In certain states, several independent studies found dangerous levels of pesticides in marijuana products. States that have legalized marijuana are struggling to get to grips with the issue of pesticides because the federal government still lists marijuana as an illegal Schedule 1 drug. This means that there is confusion as to which pesticides and what quantities of pesticides can be used, therefore the Environmental Protection Agency does not regulate pesticides when it comes to marijuana cultivation.

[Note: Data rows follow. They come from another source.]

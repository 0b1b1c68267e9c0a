use std::collections::BTreeMap;

use strum::IntoEnumIterator;

use super::validate::{SpecError, validate_sections};
use super::{Entry, ModelSpec, Section, SectionKind, ValueObject};

/// Default allowed deviation from one in probability row sums
pub const DEFAULT_PROB_TOLERANCE: f64 = 1e-6;

/// Accumulates specification entries, then validates them into a `ModelSpec`
///
/// Entries are routed to the section for their kind and keep their append order within that
/// section.
///
pub struct ModelSpecBuilder {
    sections: Vec<Section>,
    cardinalities: BTreeMap<String, usize>,
    tolerance: f64,
}

impl ModelSpecBuilder {
    pub fn new() -> Self {
        Self {
            sections: SectionKind::iter()
                .map(|kind| Section {
                    kind,
                    entries: Vec::new(),
                })
                .collect(),
            cardinalities: BTreeMap::new(),
            tolerance: DEFAULT_PROB_TOLERANCE,
        }
    }

    pub fn with_tolerance(mut self, tolerance: f64) -> Self {
        self.tolerance = tolerance;
        self
    }

    /// Set the value of a cardinality symbol so that table shapes and tree values can be checked
    /// against it
    pub fn define_cardinality(&mut self, symbol: &str, value: usize) -> &mut Self {
        self.cardinalities.insert(symbol.to_string(), value);
        self
    }

    pub fn append(&mut self, name: &str, value: impl Into<ValueObject>) -> &mut Self {
        let value = value.into();
        let section = &mut self.sections[value.kind() as usize];
        section.entries.push(Entry {
            name: name.to_string(),
            value,
        });
        self
    }

    /// Validate all entries and return the finished specification
    pub fn build(self) -> Result<ModelSpec, SpecError> {
        validate_sections(&self.sections, &self.cardinalities, self.tolerance)?;
        let sections = self
            .sections
            .into_iter()
            .filter(|x| !x.entries.is_empty())
            .collect();
        Ok(ModelSpec { sections })
    }
}

impl Default for ModelSpecBuilder {
    fn default() -> Self {
        Self::new()
    }
}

Growing marijuana privately is one thing, and if the plants become infested with bugs, it is an easy thing to simply remove them and start again. However, commercial farming of marijuana, or any other crop for that matter, is an expensive business and if there is a pest infestation, growers will spray in order to protect their investment and potential profits.
In Colorado, there were findings of illegally high levels of the neurotoxin imidacloprid in marijuana products. Imidacloprid is currently the most widely used insecticide in the world and the effects on mammals include dizziness, apathy, locomotor effects, labored breathing and more. Recently, a report by an independent lab led to a recall of 2,362 marijuana products due to unacceptable levels of insecticides. Marijuana businesses in Colorado are not required to conduct pesticide testing before products are marketed. Commercial marijuana farmers in CO are forced to grow marijuana indoors and crops have been severely damaged by microscopic insects known as russet mites. Inexperienced growers don’t even know that the plants are infested with this bug until it is almost too late. If grown outdoors, natural predator insects would be able to eat some of the russet mites and spraying on a larger scale would not be necessary.
In Denver, according to another report on pesticides found in marijuana products, “the level for one of the pesticides was six times the maximum amount allowed by the federal government on any food product — and 1,800 times the highest level Denver accepted when it quarantined marijuana plants earlier this year. The pesticides found were myclobutanil, imidacloprid and avermectin.”
In Oregon, another state that recently legalized marijuana, new rules will require marijuana products to be screened for 60 pesticides, by laboratories that have been accredited by the state.
Because of lack of regulation, it is up to buyers to be very careful where their pot comes from, and to check if the growers have had their products tested for potency and pesticides. Cultivated crops generally attract a variety of pests, and this is no different with marijuana crops. Obviously, using harsh chemical products to repel pests is going to be harmful to all concerned.